= Geriatric rehabilitation =

Healthcare specialization

Geriatric rehabilitation or geriatric physical therapy is the branch of medicine that studies rehabilitation and physical therapy issues in elderly.

== Origins ==
Geriatric rehabilitation covers three areas – normal aging due to disuse and deconditioning, cardiovascular problems like vascular disease and stroke, and skeletal problems including osteoporosis and osteoarthritis conditions such as knee and hip replacements. Physical therapists [physiotherapists], who are rehabilitation specialists in human movement, use rehabilitation to work toward the goal of returning the patient to a pre-injury state.

With increased age, patients often face many physical and emotional changes that can affect level of physical, mental, social function and well-being. Rehabilitation maintains functional independence in the elderly. Rehabilitation of geriatric patients is imperative for the patients' well-being and for society, so that we can thrive socially and economically. Essential to geriatric rehabilitation is communication, specifically improving any sensory impairment, including those related to vision and hearing. The prevention of falls and osteoporosis can improve the patient's health and longevity. Addressing malnutrition can promote healing and vitalize the patient to participate in a formal rehabilitation program. Depression is common in the older population if a functional loss of mobility and an inability to perform activities of daily living (ADLs) predominates. Cognitive impairment, such as delirium and dementia, can affect the patient's rehabilitation goals and outcomes.
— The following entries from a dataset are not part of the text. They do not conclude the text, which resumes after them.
use eframe::egui;
use std::path::Path;
use std::time::Duration;

use crate::annotator::{Annotator, DragState, PlacementRequest};
use crate::config::{PlacementMode, WidgetConfig};
use crate::legend::render_legend;
use crate::model::Color4;
use crate::upload::{BackgroundLoader, UploadSource};

const IMAGE_EXTENSIONS: &[&str] = &[
    "png", "jpg", "jpeg", "gif", "bmp", "webp", "tif", "tiff", "ico", "tga", "qoi",
];

// ── App ─────────────────────────────────────────────────────────────────────

pub struct PlotApp {
    annotator: Annotator,
    loader: BackgroundLoader,
    config: WidgetConfig,
    texture: Option<(u64, egui::TextureHandle)>,

    // controls
    selected_category: String,
    size: f32,
    use_custom_color: bool,
    custom_color: [f32; 3],
    new_category_name: String,
    new_category_color: [f32; 3],

    status: Option<String>,
}

impl PlotApp {
    pub fn new(annotator: Annotator, config: WidgetConfig) -> Self {
        let selected_category = annotator
            .registry()
            .names()
            .next()
            .unwrap_or_default()
            .to_string();
        let size = annotator
            .registry()
            .get(&selected_category)
            .map(|c| c.size)
            .unwrap_or(config.default_size);
        Self {
            annotator,
            loader: BackgroundLoader::new(),
            size: config.clamp_size(size),
            config,
            texture: None,
            selected_category,
            use_custom_color: false,
            custom_color: [1.0, 0.0, 0.0],
            new_category_name: String::new(),
            new_category_color: [0.0, 1.0, 1.0],
            status: None,
        }
    }

    pub fn open_path(&mut self, path: &Path) {
        match UploadSource::from_path(path) {
            Ok(source) => self.request_upload(source),
            Err(e) => self.reject(format!("{e:#}")),
        }
    }

    fn open_dropped(&mut self, file: &egui::DroppedFile) {
        if let Some(path) = &file.path {
            self.open_path(path);
        } else if let Some(bytes) = &file.bytes {
            match UploadSource::from_bytes(&file.name, &file.mime, bytes.clone()) {
                Ok(source) => self.request_upload(source),
                Err(e) => self.reject(format!("{e:#}")),
            }
        }
    }

    fn request_upload(&mut self, source: UploadSource) {
        let ticket = self.annotator.begin_upload();
        self.status = Some(format!("Loading {}…", source.name));
        self.loader.request(ticket, source);
    }

    fn poll_uploads(&mut self, ctx: &egui::Context) {
        for (ticket, result) in self.loader.poll() {
            match result {
                Ok(image) => {
                    if self.annotator.finish_upload(ticket, image) {
                        self.status = None;
                    }
                }
                Err(e) if self.annotator.is_current(ticket) => self.reject(format!("{e:#}")),
                Err(e) => log::debug!(
                    "ignoring failed decode from superseded upload {}: {e:#}",
                    ticket.generation()
                ),
            }
        }
        if self.loader.is_busy() {
            ctx.request_repaint_after(Duration::from_millis(30));
        }
    }

    /// Rejections never interrupt the widget; they only show up here and in the log.
    fn reject(&mut self, message: String) {
        log::warn!("{message}");
        self.status = Some(message);
    }

    fn ensure_texture(&mut self, ctx: &egui::Context) {
        let Some(bg) = self.annotator.background() else {
            self.texture = None;
            return;
        };
        if matches!(&self.texture, Some((generation, _)) if *generation == bg.generation) {
            return;
        }
        let color_image = egui::ColorImage::from_rgba_unmultiplied(bg.image.size, &bg.image.rgba);
        let handle = ctx.load_texture("background", color_image, egui::TextureOptions::LINEAR);
        self.texture = Some((bg.generation, handle));
    }

    fn place_at(&mut self, pos: egui::Pos2, bounds: egui::Vec2) {
        let color = (self.annotator.allows_color_override() && self.use_custom_color)
            .then(|| Color4::from_rgb(self.custom_color));
        let req = PlacementRequest {
            pos,
            category: self.selected_category.clone(),
            size: Some(self.size),
            color,
        };
        if self.annotator.place_marker(req, bounds).is_none() {
            self.reject(format!("No category named '{}'", self.selected_category));
        }
    }

    fn add_category(&mut self) {
        let name = self.new_category_name.trim().to_string();
        let color = Color4::from_rgb(self.new_category_color);
        match self.annotator.register_category(&name, color, self.size) {
            Ok(()) => {
                self.new_category_name.clear();
                self.status = None;
            }
            Err(e) => self.reject(format!("Cannot add category: {e}")),
        }
    }

    fn select_category(&mut self, name: String) {
        if let Some(cat) = self.annotator.registry().get(&name) {
            self.size = self.config.clamp_size(cat.size);
        }
        self.selected_category = name;
    }

    fn draw_markers(&self, painter: &egui::Painter, container: egui::Rect) {
        let dragged = self.annotator.dragged_marker();
        for m in self.annotator.markers() {
            let rect = m.screen_rect(container);
            let radius = m.diameter * 0.5;
            painter.circle_filled(rect.center(), radius, m.color.to_egui());
            painter.circle_stroke(
                rect.center(),
                radius,
                egui::Stroke::new(1.0, egui::Color32::from_black_alpha(160)),
            );
            if dragged == Some(m.id) {
                painter.circle_stroke(
                    rect.center(),
                    radius + 3.0,
                    egui::Stroke::new(1.5, egui::Color32::from_rgb(0, 120, 255)),
                );
            }
        }
    }
}

/// Largest rect with the image's aspect ratio that fits in `container`.
fn fit_rect(image_size: egui::Vec2, container: egui::Rect) -> egui::Rect {
    if image_size.x <= 0.0 || image_size.y <= 0.0 {
        return container;
    }
    let scale = (container.width() / image_size.x).min(container.height() / image_size.y);
    egui::Rect::from_center_size(container.center(), image_size * scale)
}

// ── eframe App impl ────────────────────────────────────────────────────────

impl eframe::App for PlotApp {
    fn update(&mut self, ctx: &egui::Context, _frame: &mut eframe::Frame) {
        let dropped = ctx.input(|i| i.raw.dropped_files.clone());
        if let Some(file) = dropped.first() {
            self.open_dropped(file);
        }
        self.poll_uploads(ctx);
        self.ensure_texture(ctx);

        ctx.input(|i| {
            if i.key_pressed(egui::Key::Escape)
                && matches!(self.annotator.drag(), DragState::Dragging { .. })
            {
                log::debug!("drag cancelled");
                self.annotator.end_drag();
            }
        });

        let legend = render_legend(self.annotator.registry());
        let mut add_random = false;

        // Top toolbar
        egui::TopBottomPanel::top("toolbar").show(ctx, |ui| {
            ui.horizontal(|ui| {
                if ui.button("Open image…").clicked() {
                    if let Some(path) = rfd::FileDialog::new()
                        .add_filter("images", IMAGE_EXTENSIONS)
                        .pick_file()
                    {
                        self.open_path(&path);
                    }
                }
                ui.separator();

                ui.label("Category:");
                let selected_label = legend
                    .iter()
                    .find(|e| e.key == self.selected_category)
                    .map(|e| e.label.clone())
                    .unwrap_or_default();
                let mut picked = None;
                egui::ComboBox::from_id_salt("category")
                    .selected_text(selected_label)
                    .show_ui(ui, |ui| {
                        for entry in &legend {
                            let selected = entry.key == self.selected_category;
                            if ui.selectable_label(selected, &entry.label).clicked() {
                                picked = Some(entry.key.clone());
                            }
                        }
                    });
                if let Some(name) = picked {
                    self.select_category(name);
                }

                ui.separator();
                ui.label("Size:");
                ui.add(egui::Slider::new(
                    &mut self.size,
                    self.config.min_size..=self.config.max_size,
                ));

                if self.annotator.allows_color_override() {
                    ui.separator();
                    ui.checkbox(&mut self.use_custom_color, "Custom color");
                    if self.use_custom_color {
                        ui.color_edit_button_rgb(&mut self.custom_color);
                    }
                }

                ui.separator();
                if ui.button("Add marker").clicked() {
                    add_random = true;
                }
                if ui.button("Clear map").clicked() {
                    self.annotator.clear_all();
                }
            });
            if let Some(status) = &self.status {
                ui.colored_label(egui::Color32::from_rgb(230, 160, 40), status);
            }
        });

        // Legend and category management
        let mut clear_category = None;
        egui::SidePanel::right("legend")
            .resizable(false)
            .show(ctx, |ui| {
                ui.heading("Legend");
                for entry in &legend {
                    ui.horizontal(|ui| {
                        let (swatch, _) =
                            ui.allocate_exact_size(egui::vec2(12.0, 12.0), egui::Sense::hover());
                        ui.painter().rect_filled(swatch, 0.0, entry.swatch.to_egui());
                        ui.label(&entry.label);
                        if ui.small_button("Clear").clicked() {
                            clear_category = Some(entry.key.clone());
                        }
                    });
                }
                ui.separator();

                ui.label("New category");
                let name_edit = ui.text_edit_singleline(&mut self.new_category_name);
                let submitted =
                    name_edit.lost_focus() && ui.input(|i| i.key_pressed(egui::Key::Enter));
                ui.horizontal(|ui| {
                    ui.color_edit_button_rgb(&mut self.new_category_color);
                    if ui.button("Add").clicked() || submitted {
                        self.add_category();
                    }
                });
                ui.separator();
                ui.label(format!("{} markers", self.annotator.markers().len()));
            });
        if let Some(category) = clear_category {
            self.annotator.clear_category(&category);
        }

        // Canvas
        egui::CentralPanel::default().show(ctx, |ui| {
            let (response, painter) =
                ui.allocate_painter(ui.available_size(), egui::Sense::click_and_drag());
            let container = response.rect;

            painter.rect_filled(container, 0.0, egui::Color32::from_gray(40));
            if let Some((_, tex)) = &self.texture {
                painter.image(
                    tex.id(),
                    fit_rect(tex.size_vec2(), container),
                    egui::Rect::from_min_max(egui::pos2(0.0, 0.0), egui::pos2(1.0, 1.0)),
                    egui::Color32::WHITE,
                );
            } else {
                painter.text(
                    container.center(),
                    egui::Align2::CENTER_CENTER,
                    "Open or drop an image",
                    egui::FontId::proportional(18.0),
                    egui::Color32::from_gray(140),
                );
            }
            self.draw_markers(&painter, container);

            if add_random {
                let pos = self.annotator.scatter_position(container.size());
                self.place_at(pos, container.size());
            }

            // Touch input arrives as pointer events too.
            if response.drag_started_by(egui::PointerButton::Primary) {
                let grab = ctx
                    .input(|i| i.pointer.press_origin())
                    .or(response.interact_pointer_pos());
                if let Some(pos) = grab {
                    if let Some(id) = self.annotator.marker_at(container, pos) {
                        self.annotator.begin_drag(id, pos, container);
                    }
                }
            }

            if response.dragged_by(egui::PointerButton::Primary) {
                if let Some(pos) = response.interact_pointer_pos() {
                    self.annotator.update_drag(pos, container);
                }
            }

            if response.drag_stopped() || !ctx.input(|i| i.pointer.any_down()) {
                self.annotator.end_drag();
            }

            if response.clicked() {
                if let Some(pos) = response.interact_pointer_pos() {
                    if self.annotator.marker_at(container, pos).is_none() {
                        let local = match self.config.placement {
                            PlacementMode::Pointer => {
                                (pos - container.min - egui::Vec2::splat(self.size * 0.5))
                                    .to_pos2()
                            }
                            PlacementMode::Random => {
                                self.annotator.scatter_position(container.size())
                            }
                        };
                        self.place_at(local, container.size());
                    }
                }
            }
        });
    }
}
Finally, a driver's evaluation for an appropriate elderly candidate is an underutilized part of rehabilitation that has a considerable impact on society.

Geriatric rehabilitation also have a role in intermediate care, where patients are referred by a hospital or family doctor, when there is a requirement to provide hospital based short term intensive physical therapy aimed at the recovery of musculoskeletal function, particularly recovery from joint, tendon, or ligament repair and, or, physical medicine and rehabilitation care when elderly patients get out of sync with their medication resulting in a deterioration of their personal health which reduces their ability to live independently.

Finally, geriatric rehabilitation has a large influence on the growing life expectancy around the globe. The American Physical Therapy Association (APTA) surveyed 556 adults over 65 years old in order to gain an understanding on the factors that affect adherence to an exercise program. Adherence to an exercise program influences frailty, speed, ability to live independently, and best of all, life expectancy. The study compared two factors: exercise barriers and motivation. The study concluded that exercise barriers play the largest role in determining adherence to a home exercise program (HEP). One way to compensate for this is with eHealth interventions, which allows the therapist to see the patient's home environment and keep them motivated without having to leave their home, senior housing apartments, skilled nursing facilities, palliative, hospice or home-based care facility. According to APTA, motivators include self-efficacy, the ability to control behavior, and outcome expectation, the belief that consequences follow certain actions. APTA describes barriers as: insufficient time, lack of social support, no place to exercise, limited finances, no transportation, and the fear of falling. Researchers recently found that depression, stress levels, increased age, decreased health status and lack of pleasure while exercising contribute to exercise adherence. eHealth is an effective alternative for the geriatric population. However, of the 40 studies done, 10% found that cognitive, physical, or visual impairments can prove difficult to use eHealth.